The English was what made me cry, even though everyone thought it was the grief of parting. The words reminded me of how Pitaji came home drunk after work once or twice a month and Ma, thin arms folded across her chest, stood in the doorway of his bedroom and watched him fumbling to undress. When I was young, he held me in his lap those nights, his arm tight around my waist, and spoke into my ear in English, as if to prove that he was sober. He would say, “No one loves me. You love me, don’t you, my little sun-ripened mango? I try to be good. I work all day, but no one loves me.” As he spoke, he rocked in place. He would be watching Ma to make sure she heard. Gradually his voice would become husky. He would cry slowly, gently, and when the tears began to come, he would let me go and continue rocking, lost gratefully in his own sadness. Sometimes he turned out the lights and cried silently in the dark for a half-hour or more. Then he locked the door to his room and slept.

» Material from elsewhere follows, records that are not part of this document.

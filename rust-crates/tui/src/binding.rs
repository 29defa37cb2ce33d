use color_eyre::eyre::{
    Result,
    WrapErr,
};
use fuels::{
    accounts::{
        ViewOnlyAccount,
        wallet::Wallet,
    },
    client::{
        PageDirection,
        PaginationRequest,
    },
    core::codec::LogDecoder,
    prelude::{
        AssetId,
        CallParameters,
        ContractDependency,
        ContractId,
        Provider,
        Receipt,
        VariableOutputPolicy,
    },
    types::transaction_response::TransactionResponse,
};
use generated_abi::higher_lower_types::{
    HigherLowerContract,
    RoundCompleteEvent,
};
use std::future::Future;

const HISTORY_PAGE_SIZE: i32 = 100;

/// A wagered guess, ready to submit.
#[derive(Clone, Copy, Debug, PartialEq, Eq)]
pub struct PlayRequest {
    /// smallest units of the base asset
    pub wager: u64,
    pub display: u64,
    pub guess_higher: bool,
}

/// Callable handle to the game contract.
pub trait GameContract: Clone + Send + Sync + 'static {
    /// Whatever authorizes calls: an unlocked wallet for the real chain.
    type Signer: Clone + Send + Sync + 'static;

    /// `start_height` is the first block that can hold the contract's logs.
    fn bind(contract_id: ContractId, start_height: u32, signer: Self::Signer) -> Self;

    /// Every `RoundCompleteEvent` the contract ever logged, oldest first.
    fn round_history(
        &self,
    ) -> impl Future<Output = Result<Vec<RoundCompleteEvent>>> + Send;

    /// Submits the play and resolves once the transaction is committed.
    fn win_or_lose(&self, play: PlayRequest) -> impl Future<Output = Result<()>> + Send;
}

#[derive(Clone, Debug)]
pub struct FuelSigner {
    pub wallet: Wallet,
    pub base_asset_id: AssetId,
}

#[derive(Clone)]
pub struct FuelGameContract {
    contract_id: ContractId,
    start_height: u32,
    instance: HigherLowerContract<Wallet>,
    provider: Provider,
    base_asset_id: AssetId,
}

impl GameContract for FuelGameContract {
    type Signer = FuelSigner;

    fn bind(contract_id: ContractId, start_height: u32, signer: FuelSigner) -> Self {
        let provider = signer.wallet.provider().clone();
        let instance = generated_abi::contract_instance(contract_id, signer.wallet);
        Self {
            contract_id,
            start_height,
            instance,
            provider,
            base_asset_id: signer.base_asset_id,
        }
    }

    async fn round_history(&self) -> Result<Vec<RoundCompleteEvent>> {
        let decoder = self.instance.log_decoder();
        let mut batches = Vec::new();
        let mut cursor = None;
        loop {
            let page = self
                .provider
                .get_transactions(PaginationRequest {
                    cursor,
                    results: HISTORY_PAGE_SIZE,
                    direction: PageDirection::Backward,
                })
                .await
                .wrap_err("failed to query transaction history")?;
            let scan = scan_page(
                &decoder,
                self.contract_id,
                self.start_height,
                page.results.into_iter().map(TxLogs::from),
            )?;
            batches.extend(scan.batches);
            if scan.reached_start || !page.has_next_page {
                break;
            }
            cursor = page.cursor;
        }
        let events: Vec<RoundCompleteEvent> = batches.into_iter().rev().flatten().collect();
        tracing::debug!(
            count = events.len(),
            contract = %self.contract_id,
            from_block = self.start_height,
            "loaded round history"
        );
        Ok(events)
    }

    async fn win_or_lose(&self, play: PlayRequest) -> Result<()> {
        let call = CallParameters::default()
            .with_amount(play.wager)
            .with_asset_id(self.base_asset_id);
        self.instance
            .methods()
            .win_or_lose(play.display, play.guess_higher)
            .call_params(call)
            .wrap_err("win_or_lose rejected the attached wager")?
            .with_variable_output_policy(VariableOutputPolicy::EstimateMinimum)
            .call()
            .await
            .wrap_err_with(|| {
                format!(
                    "win_or_lose failed (display {}, higher {}, sent {})",
                    play.display, play.guess_higher, play.wager
                )
            })?;
        Ok(())
    }
}

/// Receipts of one transaction from a history page.
#[derive(Debug)]
pub struct TxLogs {
    pub block_height: Option<u32>,
    /// `None` when the transaction did not succeed
    pub receipts: Option<Vec<Receipt>>,
}

impl From<TransactionResponse> for TxLogs {
    fn from(response: TransactionResponse) -> Self {
        Self {
            block_height: response.block_height.map(|height| *height),
            // reverted transactions keep their receipts but their logs never happened
            receipts: response.status.take_receipts_checked(None).ok(),
        }
    }
}

#[derive(Debug, Default)]
pub struct PageScan {
    /// Events grouped per transaction, newest transaction first.
    pub batches: Vec<Vec<RoundCompleteEvent>>,
    /// A transaction below the start height was seen; older pages hold nothing.
    pub reached_start: bool,
}

/// Decodes the game's round logs from one page of transactions ordered
/// newest first.
pub fn scan_page(
    decoder: &LogDecoder,
    contract_id: ContractId,
    start_height: u32,
    page: impl IntoIterator<Item = TxLogs>,
) -> Result<PageScan> {
    let mut scan = PageScan::default();
    for tx in page {
        if tx.block_height.is_some_and(|height| height < start_height) {
            scan.reached_start = true;
            break;
        }
        let Some(receipts) = tx.receipts else {
            continue;
        };
        let ours: Vec<Receipt> = receipts
            .into_iter()
            .filter(|receipt| receipt.id() == Some(&contract_id))
            .collect();
        if ours.is_empty() {
            continue;
        }
        let decoded = decoder
            .decode_logs_with_type::<RoundCompleteEvent>(&ours)
            .wrap_err("malformed RoundCompleteEvent log")?;
        if !decoded.is_empty() {
            scan.batches.push(decoded);
        }
    }
    Ok(scan)
}

#[cfg(test)]
mod tests {
    #![allow(non_snake_case)]
    use super::*;
    use crate::sessions::tests::round;
    use fuels::core::{
        codec::{
            ABIEncoder,
            LogFormatter,
            log_formatters_lookup,
        },
        traits::Tokenizable,
    };
    use std::collections::HashMap;

    const ROUND_LOG_ID: u64 = 4966281541390547989;

    fn game() -> ContractId {
        ContractId::from([7u8; 32])
    }

    fn decoder() -> LogDecoder {
        let formatters = vec![(
            ROUND_LOG_ID.to_string(),
            LogFormatter::new_log::<RoundCompleteEvent>(),
        )];
        LogDecoder::new(log_formatters_lookup(formatters, game()), HashMap::new())
    }

    fn round_log(contract_id: ContractId, event: RoundCompleteEvent) -> Receipt {
        let data = ABIEncoder::default()
            .encode(&[event.into_token()])
            .expect("event encodes");
        Receipt::log_data(contract_id, 0, ROUND_LOG_ID, 0, 0, 0, data)
    }

    fn committed(height: u32, receipts: Vec<Receipt>) -> TxLogs {
        TxLogs {
            block_height: Some(height),
            receipts: Some(receipts),
        }
    }

    #[test]
    fn scan_page__decodes_round_logs_of_the_game_contract() {
        // given
        let page = vec![committed(12, vec![
            round_log(game(), round(1, 10)),
            round_log(game(), round(2, 20)),
        ])];

        // when
        let scan = scan_page(&decoder(), game(), 0, page).unwrap();

        // then
        assert_eq!(scan.batches, vec![vec![round(1, 10), round(2, 20)]]);
        assert!(!scan.reached_start);
    }

    #[test]
    fn scan_page__skips_failed_transactions() {
        // given
        let page = vec![
            TxLogs {
                block_height: Some(13),
                receipts: None,
            },
            committed(12, vec![round_log(game(), round(1, 10))]),
        ];

        // when
        let scan = scan_page(&decoder(), game(), 0, page).unwrap();

        // then
        assert_eq!(scan.batches, vec![vec![round(1, 10)]]);
    }

    #[test]
    fn scan_page__ignores_logs_of_other_contracts() {
        // given
        let other = ContractId::from([8u8; 32]);
        let page = vec![committed(12, vec![
            round_log(other, round(3, 30)),
            round_log(game(), round(1, 10)),
        ])];

        // when
        let scan = scan_page(&decoder(), game(), 0, page).unwrap();

        // then
        assert_eq!(scan.batches, vec![vec![round(1, 10)]]);
    }

    #[test]
    fn scan_page__stops_below_start_height() {
        // given
        let page = vec![
            committed(21, vec![round_log(game(), round(2, 20))]),
            committed(20, vec![round_log(game(), round(1, 10))]),
            committed(19, vec![round_log(game(), round(9, 90))]),
        ];

        // when
        let scan = scan_page(&decoder(), game(), 20, page).unwrap();

        // then
        assert_eq!(scan.batches, vec![vec![round(2, 20)], vec![round(1, 10)]]);
        assert!(scan.reached_start);
    }

    #[test]
    fn scan_page__page_without_game_logs_is_empty() {
        // given
        let page = vec![committed(5, vec![])];

        // when
        let scan = scan_page(&decoder(), game(), 0, page).unwrap();

        // then
        assert!(scan.batches.is_empty());
        assert!(!scan.reached_start);
    }
}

Those nights Ma offered dinner without speaking. Later she told her own story. But she did not cry, and although Ma knew how to let her voice falter as if the pain were too much to speak of, and her face crumpled with sorrow, I was more impressed by Pitaji’s tears. Ma’s story included some beautiful lines. Lines like “In higher secondary a teacher said, In seven years all the cells in our body change. So when Baby died, I thought, It will be all right. In seven years none of me will have touched Baby.” Other lines were as fine, but this was Asha’s favorite. It might have been what first interested her in microbiology. Ma would not eat dinner, but she sat with us on the floor and, leaning forward, told us how she had loved Pitaji once, but after Baby got sick and she kept sending telegrams to Beri for Pitaji to come home and he did not, she did not send a telegram about Baby’s death. “What could he do,” she would say, looking at the floor, “although he always cries so handsomely?” I was dazzled by her words — calling his tears handsome — in comparison with which Pitaji’s ramblings appeared inept. But the grief of the tears seemed irrefutable. And because Ma loved Asha more than she did me, I was less compassionate toward her. When Pitaji awoke and asked for water to dissolve the herbs and medicines that he took to make himself vomit, I obeyed readily. When Pitaji spoke of love on my wedding night, the soft, wet vowels of his vomiting were what I remembered.